Firmenich und DSM beackern ein forschungsintensives Feld, und beide Konzerne sehen die Chance, ihren Kunden künftig neue, innovative Produktlösungen verkaufen zu können. Die beiden Firmen rechnen in einigen Jahren mit Umsatzsynergien in Höhe von 500 Mill. Euro. Davon sollen nach Abzug der Kosten auf Stufe des Ebitda dereinst 350 Mill. Euro übrig bleiben. Kostensynergien hätten daran den kleineren Anteil.

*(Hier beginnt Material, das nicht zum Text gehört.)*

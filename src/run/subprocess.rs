//! Child-process launch strategy
//!
//! Spawns the located script as a real child process. Slower than running
//! in-process but strictly isolated; nothing in the parent is touched.

use std::io::{Read, Write};
use std::process::{Command, ExitStatus, Stdio};

use crate::error::Result;
use crate::locate::{classify, interpreter_for, locate, ScriptKind};
use crate::run::result::RunResult;
use crate::run::RunOptions;

pub(crate) fn run_subprocess(
    command: &str,
    arguments: &[&str],
    options: RunOptions,
    print_result: bool,
) -> Result<RunResult> {
    // Drain the stdin source up front; the child gets it as one blob.
    let stdin_content = match options.stdin {
        Some(mut source) => {
            let mut content = Vec::new();
            source.read_to_end(&mut content)?;
            Some(content)
        }
        None => None,
    };

    let script_path = locate(command, options.env.as_ref(), options.cwd.as_deref())?;

    let mut child_command = match classify(&script_path) {
        ScriptKind::Source => match interpreter_for(&script_path) {
            Some(interpreter) => {
                let mut child_command = Command::new(interpreter);
                child_command.arg(&script_path);
                child_command
            }
            // No interpreter on the search path: invoke the file directly
            // and let the OS error surface.
            None => Command::new(&script_path),
        },
        ScriptKind::Executable => Command::new(&script_path),
    };
    child_command.args(arguments);

    if let Some(env) = &options.env {
        child_command.env_clear().envs(env);
    }
    if let Some(cwd) = &options.cwd {
        child_command.current_dir(cwd);
    }
    child_command.stdout(Stdio::piped()).stderr(Stdio::piped());
    if stdin_content.is_some() {
        child_command.stdin(Stdio::piped());
    }

    // The caller's hook goes last so it can adjust anything above.
    if let Some(spawn_with) = options.spawn_with {
        spawn_with(&mut child_command);
    }

    log::debug!("spawning {:?}", child_command);
    let mut child = child_command.spawn()?;
    if let Some(content) = stdin_content {
        if let Some(mut stdin) = child.stdin.take() {
            stdin.write_all(&content)?;
        }
    }
    let output = child.wait_with_output()?;

    Ok(RunResult::new(
        exit_code(&output.status),
        normalize_newlines(&output.stdout),
        normalize_newlines(&output.stderr),
        print_result,
    ))
}

/// Child exit code; a signal-terminated child surfaces the negated signal
fn exit_code(status: &ExitStatus) -> i32 {
    #[cfg(unix)]
    {
        use std::os::unix::process::ExitStatusExt;
        if let Some(signal) = status.signal() {
            return -signal;
        }
    }
    status.code().unwrap_or(1)
}

/// Decode captured bytes as text with CRLF translated to LF
fn normalize_newlines(bytes: &[u8]) -> String {
    String::from_utf8_lossy(bytes).replace("\r\n", "\n")
}
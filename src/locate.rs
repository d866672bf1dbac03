//! Script location and classification
//!
//! Maps a command string to something the runner can execute: a registered
//! entry point, or a file found on the executable search path or in the
//! working directory.

use std::collections::HashMap;
use std::path::{Path, PathBuf};

use crate::error::{Error, Result};
use crate::registry::{EntryFn, EntryPointRegistry};

/// How a located script file should be launched
#[derive(Debug, Clone, Copy, PartialEq, Eq)]
pub enum ScriptKind {
    /// Invoke the file directly
    Executable,
    /// Interpretable source with no execute bit; route through its
    /// interpreter
    Source,
}

/// A command resolved to something executable
pub enum ResolvedTarget {
    /// A registered entry-point callable, runnable in-process
    EntryPoint(EntryFn),
    /// A file on disk, runnable as a child process
    Script { path: PathBuf, kind: ScriptKind },
}

/// Locate `command` on the executable search path or in the working
/// directory.
///
/// When `env` is a replacement environment carrying its own `PATH`, the
/// search is restricted to that value. A command not found on the search
/// path still resolves if a same-named file exists directly under `cwd`
/// (or the process working directory); that fallback is a plain existence
/// check, so a non-executable file there resolves too.
pub fn locate(
    command: &str,
    env: Option<&HashMap<String, String>>,
    cwd: Option<&Path>,
) -> Result<PathBuf> {
    let work_dir = match cwd {
        Some(dir) => dir.to_path_buf(),
        None => std::env::current_dir()?,
    };

    let found = match env.and_then(|vars| vars.get("PATH")) {
        Some(search_path) => which::which_in(command, Some(search_path), &work_dir),
        None => which::which(command),
    };
    if let Ok(path) = found {
        return Ok(path);
    }

    let candidate = work_dir.join(command);
    if candidate.exists() {
        return Ok(candidate);
    }

    Err(Error::CommandNotFound {
        command: command.to_string(),
    })
}

/// Classify a located file.
///
/// A file is interpreted [`Source`](ScriptKind::Source) iff its owner
/// execute bit is clear and its extension has a known interpreter;
/// everything else is invoked directly. Only the child-process strategy
/// cares about the distinction.
#[cfg(unix)]
pub fn classify(path: &Path) -> ScriptKind {
    use std::os::unix::fs::PermissionsExt;

    if let Ok(metadata) = std::fs::metadata(path) {
        let owner_exec = metadata.permissions().mode() & 0o100 != 0;
        if !owner_exec && interpreter_candidates(path).is_some() {
            return ScriptKind::Source;
        }
    }
    ScriptKind::Executable
}

/// Classify a located file. Without Unix permission bits every file is
/// invoked directly.
#[cfg(not(unix))]
pub fn classify(_path: &Path) -> ScriptKind {
    ScriptKind::Executable
}

/// Interpreter names to try for a source file, by extension
fn interpreter_candidates(path: &Path) -> Option<&'static [&'static str]> {
    match path.extension().and_then(|ext| ext.to_str())? {
        "py" => Some(&["python3", "python"]),
        "sh" => Some(&["sh"]),
        _ => None,
    }
}

/// Resolve the interpreter to run `path` through, if its extension names
/// one that exists on the search path.
pub fn interpreter_for(path: &Path) -> Option<PathBuf> {
    interpreter_candidates(path)?
        .iter()
        .find_map(|name| which::which(name).ok())
}

/// Resolve `command` to a runnable target: the entry-point registry first,
/// the filesystem second.
pub fn resolve(
    registry: &EntryPointRegistry,
    command: &str,
    env: Option<&HashMap<String, String>>,
    cwd: Option<&Path>,
) -> Result<ResolvedTarget> {
    if let Some(entry) = registry.lookup(command) {
        log::debug!("resolved '{}' to a registered entry point", command);
        return Ok(ResolvedTarget::EntryPoint(entry));
    }

    let path = locate(command, env, cwd)?;
    let kind = classify(&path);
    log::debug!("resolved '{}' to {} ({:?})", command, path.display(), kind);
    Ok(ResolvedTarget::Script { path, kind })
}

Derzeit erwirtschaftet DSM eine Ebitda-Marge von 19%. Diese soll in einigen Jahren auf 22 bis 23% steigen – genauso hoch wie jene von Givaudan. Die Investoren sind begeistert. Die DSM-Aktie legte an der Euronext in Amsterdam etwa 8% auf 157,35 Euro zu. Finanzanalysten sprechen von einer Win-win-Transaktion.

Die hohen Erwartungen mahnen allerdings auch zur Vorsicht. 2019 hatte die amerikanische International Flavour and Fragrances (IFF), die Nummer 2 des globalen Aromen- und Riechstoffgeschäfts, das Geschäft mit Nahrungsmittelzusätzen des US-Chemiekonzerns DuPont übernommen. Seither hinkt der IFF-Aktienkurs jenem von Givaudan weit hinterher.

Doch möglicherweise haben die Niederländer mit den Schweizern den finanziell besseren Deal gestrickt. DSM will die Genfer mit einem Aktienanteil von 34,5% am neuen Konzern, zuzüglich einer Barabfindung in Höhe von 3,5 Mrd. Euro, entschädigen.